(PROBLEM STATEMENT) Tally up the lines in the following entries where the string "others" appears, and answer with the number alone.

Extracted data entries:
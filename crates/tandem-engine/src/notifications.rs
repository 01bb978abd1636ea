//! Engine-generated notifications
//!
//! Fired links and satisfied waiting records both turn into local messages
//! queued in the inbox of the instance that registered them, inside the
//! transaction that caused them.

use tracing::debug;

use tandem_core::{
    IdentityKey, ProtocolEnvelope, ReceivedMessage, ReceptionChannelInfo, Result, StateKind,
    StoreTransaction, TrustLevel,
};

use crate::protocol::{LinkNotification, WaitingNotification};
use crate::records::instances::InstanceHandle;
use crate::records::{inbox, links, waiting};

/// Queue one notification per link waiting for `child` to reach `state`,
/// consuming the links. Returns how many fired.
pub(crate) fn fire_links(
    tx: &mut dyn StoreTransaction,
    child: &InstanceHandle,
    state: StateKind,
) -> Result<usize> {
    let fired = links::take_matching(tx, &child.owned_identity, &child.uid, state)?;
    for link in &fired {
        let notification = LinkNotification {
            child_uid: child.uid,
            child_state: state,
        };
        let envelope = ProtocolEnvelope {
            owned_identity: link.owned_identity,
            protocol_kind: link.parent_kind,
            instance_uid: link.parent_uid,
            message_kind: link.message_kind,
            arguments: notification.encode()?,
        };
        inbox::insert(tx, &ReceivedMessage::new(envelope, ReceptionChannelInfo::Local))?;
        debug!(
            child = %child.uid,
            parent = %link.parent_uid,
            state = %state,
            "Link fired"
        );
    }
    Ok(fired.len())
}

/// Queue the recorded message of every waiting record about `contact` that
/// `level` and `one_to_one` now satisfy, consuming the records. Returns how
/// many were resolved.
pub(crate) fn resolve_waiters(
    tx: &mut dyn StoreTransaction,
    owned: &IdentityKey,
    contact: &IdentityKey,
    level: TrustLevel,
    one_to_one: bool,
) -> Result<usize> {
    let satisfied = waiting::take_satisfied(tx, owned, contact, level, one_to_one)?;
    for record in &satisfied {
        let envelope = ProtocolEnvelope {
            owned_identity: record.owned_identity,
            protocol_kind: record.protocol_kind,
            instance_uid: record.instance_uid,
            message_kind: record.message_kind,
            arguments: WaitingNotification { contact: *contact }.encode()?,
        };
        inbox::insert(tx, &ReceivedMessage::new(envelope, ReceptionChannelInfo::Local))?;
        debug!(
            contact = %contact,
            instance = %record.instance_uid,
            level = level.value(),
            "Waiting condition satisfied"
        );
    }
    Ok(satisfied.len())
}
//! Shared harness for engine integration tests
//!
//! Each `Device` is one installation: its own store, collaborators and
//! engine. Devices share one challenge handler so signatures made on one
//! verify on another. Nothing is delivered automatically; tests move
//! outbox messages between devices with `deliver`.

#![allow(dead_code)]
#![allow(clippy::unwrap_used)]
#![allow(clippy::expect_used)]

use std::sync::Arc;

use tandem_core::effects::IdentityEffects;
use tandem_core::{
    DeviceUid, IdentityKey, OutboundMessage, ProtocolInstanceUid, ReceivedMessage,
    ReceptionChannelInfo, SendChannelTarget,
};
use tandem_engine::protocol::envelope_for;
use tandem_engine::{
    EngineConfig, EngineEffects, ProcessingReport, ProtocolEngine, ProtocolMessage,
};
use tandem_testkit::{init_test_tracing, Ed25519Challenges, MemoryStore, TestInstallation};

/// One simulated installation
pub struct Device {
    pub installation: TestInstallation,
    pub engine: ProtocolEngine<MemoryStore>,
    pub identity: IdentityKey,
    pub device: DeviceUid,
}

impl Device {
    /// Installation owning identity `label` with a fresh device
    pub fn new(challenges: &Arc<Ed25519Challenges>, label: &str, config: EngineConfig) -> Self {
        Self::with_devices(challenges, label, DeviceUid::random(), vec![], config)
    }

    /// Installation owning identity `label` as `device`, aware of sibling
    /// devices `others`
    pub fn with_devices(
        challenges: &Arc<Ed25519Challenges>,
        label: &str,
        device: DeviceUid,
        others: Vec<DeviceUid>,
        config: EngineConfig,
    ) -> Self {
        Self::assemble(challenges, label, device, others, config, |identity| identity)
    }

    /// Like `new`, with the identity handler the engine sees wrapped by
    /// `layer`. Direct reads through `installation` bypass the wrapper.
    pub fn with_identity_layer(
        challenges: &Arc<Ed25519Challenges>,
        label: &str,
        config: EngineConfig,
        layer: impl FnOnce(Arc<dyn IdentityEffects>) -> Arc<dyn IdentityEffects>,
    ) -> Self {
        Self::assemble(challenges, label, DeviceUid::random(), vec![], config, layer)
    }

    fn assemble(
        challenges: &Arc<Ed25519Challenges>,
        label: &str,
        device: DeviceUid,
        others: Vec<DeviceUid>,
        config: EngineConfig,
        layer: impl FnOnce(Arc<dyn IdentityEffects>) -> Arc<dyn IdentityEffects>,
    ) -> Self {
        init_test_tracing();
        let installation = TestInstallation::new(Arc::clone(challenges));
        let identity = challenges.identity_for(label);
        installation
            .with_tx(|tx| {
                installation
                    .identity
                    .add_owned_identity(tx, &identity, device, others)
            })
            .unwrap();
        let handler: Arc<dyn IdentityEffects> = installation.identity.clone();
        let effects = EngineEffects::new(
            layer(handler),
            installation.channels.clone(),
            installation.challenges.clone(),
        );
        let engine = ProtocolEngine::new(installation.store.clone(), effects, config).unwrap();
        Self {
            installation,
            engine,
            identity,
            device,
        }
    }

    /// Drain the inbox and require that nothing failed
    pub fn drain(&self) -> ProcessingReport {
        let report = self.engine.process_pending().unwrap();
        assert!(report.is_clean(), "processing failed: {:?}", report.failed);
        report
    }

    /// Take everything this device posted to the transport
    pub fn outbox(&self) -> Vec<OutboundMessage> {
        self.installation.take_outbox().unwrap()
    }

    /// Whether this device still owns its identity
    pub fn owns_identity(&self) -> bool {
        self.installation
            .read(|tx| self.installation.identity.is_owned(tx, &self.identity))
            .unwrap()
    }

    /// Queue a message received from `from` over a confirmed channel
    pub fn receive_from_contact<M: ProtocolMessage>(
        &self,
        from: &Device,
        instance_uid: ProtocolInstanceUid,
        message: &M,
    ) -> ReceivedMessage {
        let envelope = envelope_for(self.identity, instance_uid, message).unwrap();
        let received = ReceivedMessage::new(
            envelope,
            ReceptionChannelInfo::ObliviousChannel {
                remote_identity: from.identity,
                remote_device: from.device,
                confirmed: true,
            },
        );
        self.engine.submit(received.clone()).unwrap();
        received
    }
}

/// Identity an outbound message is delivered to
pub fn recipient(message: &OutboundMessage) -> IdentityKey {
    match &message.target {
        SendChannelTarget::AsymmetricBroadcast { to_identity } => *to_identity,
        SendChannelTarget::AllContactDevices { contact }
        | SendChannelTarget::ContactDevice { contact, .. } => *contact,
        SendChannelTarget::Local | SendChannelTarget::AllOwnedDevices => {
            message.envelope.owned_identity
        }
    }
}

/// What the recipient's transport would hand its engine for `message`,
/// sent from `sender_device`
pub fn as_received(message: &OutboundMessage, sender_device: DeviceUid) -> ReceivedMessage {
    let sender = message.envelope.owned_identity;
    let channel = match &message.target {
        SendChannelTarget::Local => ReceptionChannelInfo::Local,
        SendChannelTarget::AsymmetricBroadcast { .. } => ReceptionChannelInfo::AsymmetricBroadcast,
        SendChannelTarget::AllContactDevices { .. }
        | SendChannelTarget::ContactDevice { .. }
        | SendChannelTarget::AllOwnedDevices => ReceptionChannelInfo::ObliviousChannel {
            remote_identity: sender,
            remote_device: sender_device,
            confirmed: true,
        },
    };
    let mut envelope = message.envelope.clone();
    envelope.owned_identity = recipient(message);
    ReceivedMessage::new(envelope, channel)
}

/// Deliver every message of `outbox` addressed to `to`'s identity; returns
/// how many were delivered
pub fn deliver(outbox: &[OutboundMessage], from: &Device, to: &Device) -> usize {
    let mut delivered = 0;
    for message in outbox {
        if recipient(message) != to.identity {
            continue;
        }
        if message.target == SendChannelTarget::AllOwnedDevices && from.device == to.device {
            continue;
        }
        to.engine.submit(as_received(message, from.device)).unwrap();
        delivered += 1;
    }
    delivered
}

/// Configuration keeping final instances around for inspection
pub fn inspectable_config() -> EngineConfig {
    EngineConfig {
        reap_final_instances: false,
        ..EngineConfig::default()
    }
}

(FINISHED TASK) 5